[Saved data entries]
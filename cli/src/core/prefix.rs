//! # nsbrand Prefix Resolution
//!
//! File: cli/src/core/prefix.rs
//!
//! ## Overview
//!
//! Determines the prefix a run brands the template with. An explicit
//! `--prefix` wins and, when the caller asks for it, is remembered in the
//! persisted state file; otherwise the remembered value is used. A run
//! without either fails before anything is touched. Install mode resolves
//! without persisting and calls `persist_prefix` once the user has agreed.
//!
//! ## Validation
//!
//! A prefix must be a single namespace segment: `^[A-Za-z_][A-Za-z0-9_]*$`.
//! Path separators, namespace separators, dashes and leading digits are all
//! rejected. The `Prefix` newtype can only be constructed through that check,
//! so everything downstream of `resolve_prefix` works with a known-good value.
//!
use crate::core::error::{BrandError, Result};
use crate::core::state::{ConfigStore, PREFIX_KEY};
use std::fmt;
use std::str::FromStr;
use tracing::{debug, info};

/// A validated target prefix.
#[derive(Debug, Clone, PartialEq, Eq)]
pub struct Prefix(String);

impl Prefix {
    pub fn as_str(&self) -> &str {
        &self.0
    }
}

impl FromStr for Prefix {
    type Err = BrandError;

    fn from_str(raw: &str) -> std::result::Result<Self, Self::Err> {
        if is_valid_identifier(raw) {
            Ok(Self(raw.to_string()))
        } else {
            Err(BrandError::InvalidPrefix(raw.to_string()))
        }
    }
}

impl fmt::Display for Prefix {
    fn fmt(&self, f: &mut fmt::Formatter<'_>) -> fmt::Result {
        f.write_str(&self.0)
    }
}

/// Returns true for `^[A-Za-z_][A-Za-z0-9_]*$`.
pub fn is_valid_identifier(candidate: &str) -> bool {
    let mut chars = candidate.chars();
    match chars.next() {
        Some(first) if first.is_ascii_alphabetic() || first == '_' => {
            chars.all(|c| c.is_ascii_alphanumeric() || c == '_')
        }
        _ => false,
    }
}

/// Where the resolved prefix came from.
#[derive(Debug, Clone, Copy, PartialEq, Eq)]
pub enum PrefixOrigin {
    Explicit,
    Persisted,
}

/// Outcome of `resolve_prefix`.
#[derive(Debug, Clone, PartialEq, Eq)]
pub struct Resolution {
    pub prefix: Prefix,
    pub origin: PrefixOrigin,
    /// True when the prefix was written to the state file during this run.
    pub saved: bool,
}

/// Resolves the effective prefix for a run. An explicit prefix is written to
/// `store` only when `persist` is set.
///
/// # Errors
///
/// - `BrandError::InvalidPrefix` if the explicit (or persisted) value is not a valid identifier.
/// - `BrandError::MissingPrefix` if neither is available.
/// - Any error raised while saving an explicit prefix to the state file.
pub fn resolve_prefix(
    explicit: Option<&str>,
    store: &ConfigStore,
    persist: bool,
) -> Result<Resolution> {
    if let Some(raw) = explicit {
        let prefix: Prefix = raw.parse()?;
        if persist {
            persist_prefix(store, &prefix)?;
        } else {
            debug!("Not persisting prefix '{}' yet", prefix);
        }
        return Ok(Resolution {
            prefix,
            origin: PrefixOrigin::Explicit,
            saved: persist,
        });
    }

    match store.prefix() {
        Some(stored) => {
            debug!("Using persisted prefix '{}'", stored);
            Ok(Resolution {
                prefix: stored.parse()?,
                origin: PrefixOrigin::Persisted,
                saved: false,
            })
        }
        None => Err(BrandError::MissingPrefix.into()),
    }
}

/// Merges `prefix` into the state file.
pub fn persist_prefix(store: &ConfigStore, prefix: &Prefix) -> Result<()> {
    let mut partial = serde_json::Map::new();
    partial.insert(
        PREFIX_KEY.to_string(),
        serde_json::Value::String(prefix.to_string()),
    );
    store.save(partial)?;
    info!("Persisted prefix '{}' to {}", prefix, store.path().display());
    Ok(())
}
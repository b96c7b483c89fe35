//! # nsbrand CLI Integration Test Common Helpers
//!
//! File: cli/tests/common.rs
//!
//! ## Overview
//!
//! Shared helpers for the integration tests: a command builder for the
//! compiled `nsbrand` binary and a small template project on disk that looks
//! like the tree the tool is meant to brand.
//!

// Each test file uses a different subset of these helpers.
#![allow(dead_code)]

pub use assert_cmd::Command;
use std::fs;
use std::path::{Path, PathBuf};
use tempfile::TempDir;

/// # Get nsbrand Command (`nsbrand_cmd`)
///
/// Command for the compiled binary with colors and `RUST_LOG` disabled, so
/// output assertions see plain text.
pub fn nsbrand_cmd() -> Command {
    let mut cmd = Command::cargo_bin("nsbrand").expect("Failed to find nsbrand binary for testing");
    cmd.env("NO_COLOR", "1").env_remove("RUST_LOG");
    cmd
}

pub const APPLICATION: &str = "<?php\n\nnamespace WPLite;\n\nuse WPLite\\Facades\\App;\n\nclass Application\n{\n    public function routes()\n    {\n        return \\WPLite\\RouteManager::class;\n    }\n}\n";

pub const FACADE: &str = "<?php\n\nnamespace WPLite\\Facades;\n\n/**\n * @method static \\WPLite\\Application make($class)\n * @see \\WPLite\\Application\n */\nclass App extends Facade\n{\n}\n";

pub const ROUTE_MANAGER: &str = "<?php\n\nnamespace WPLite;\n\nclass RouteManager\n{\n    protected $name = 'WPLite';\n}\n";

pub const HELPERS: &str = "<?php\n\nuse WPLite\\Facades\\App;\n\nif (!function_exists('appLogger')) {\n    function appLogger($message)\n    {\n        return App::make('logger');\n    }\n}\n";

pub const LOADER: &str = "<?php\n\nspl_autoload_register(function ($class) {\n    $prefix = 'WPLite\\\\';\n    $base_dir = __DIR__ . '/';\n});\n";

/// # Template Project (`TemplateProject`)
///
/// A temporary working directory holding `src/` with a handful of template
/// files. A `.git` directory at the root keeps settings discovery from
/// wandering into the real filesystem.
pub struct TemplateProject {
    dir: TempDir,
}

impl TemplateProject {
    pub fn new() -> Self {
        let dir = tempfile::tempdir().expect("Failed to create temp project");
        fs::create_dir(dir.path().join(".git")).unwrap();
        let project = Self { dir };
        project.write("src/Application.php", APPLICATION);
        project.write("src/Facades/App.php", FACADE);
        project.write("src/RouteManager.php", ROUTE_MANAGER);
        project.write("src/Helpers/main.php", HELPERS);
        project.write("src/autoload.php", LOADER);
        project
    }

    pub fn path(&self) -> &Path {
        self.dir.path()
    }

    pub fn join(&self, rel: &str) -> PathBuf {
        self.dir.path().join(rel)
    }

    pub fn write(&self, rel: &str, content: &str) {
        let path = self.join(rel);
        fs::create_dir_all(path.parent().unwrap()).unwrap();
        fs::write(path, content).unwrap();
    }

    pub fn read(&self, rel: &str) -> String {
        fs::read_to_string(self.join(rel)).unwrap_or_else(|e| panic!("Failed to read {rel}: {e}"))
    }

    /// Every file under the project, with its bytes, in walk order.
    pub fn snapshot(&self) -> Vec<(PathBuf, Vec<u8>)> {
        let mut files = Vec::new();
        collect(self.path(), &mut files);
        files.sort();
        files
    }

    pub fn cmd(&self) -> Command {
        let mut cmd = nsbrand_cmd();
        cmd.current_dir(self.path());
        cmd
    }
}

fn collect(dir: &Path, files: &mut Vec<(PathBuf, Vec<u8>)>) {
    for entry in fs::read_dir(dir).unwrap() {
        let path = entry.unwrap().path();
        if path.is_dir() {
            collect(&path, files);
        } else {
            let bytes = fs::read(&path).unwrap();
            files.push((path, bytes));
        }
    }
}
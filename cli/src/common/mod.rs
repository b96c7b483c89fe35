//! # nsbrand Common Utilities (`common`)
//!
//! File: cli/src/common/mod.rs
//!
//! ## Overview
//!
//! Shared helpers that are not specific to namespace branding: filesystem
//! operations and terminal interaction. Command handlers and the core engine
//! import directly from the submodule they need.
//!
//! - **`fs`**: File I/O with context, tree cleaning and copying.
//! - **`ui`**: Styled output and the confirmation prompt.
//!

/// Utilities for filesystem operations (I/O, cleaning, copying).
pub mod fs;
/// Terminal output helpers and the `Confirm` prompt.
pub mod ui;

:: Work order ::
Every line containing the string "join" is required; copy each such line from the data.

:: Written response ::
        fs::create_dir(dir.path().join(".git")).unwrap();
    pub fn join(&self, rel: &str) -> PathBuf {
        self.dir.path().join(rel)
        let path = self.join(rel);
        fs::read_to_string(self.join(rel)).unwrap_or_else(|e| panic!("Failed to read {rel}: {e}"))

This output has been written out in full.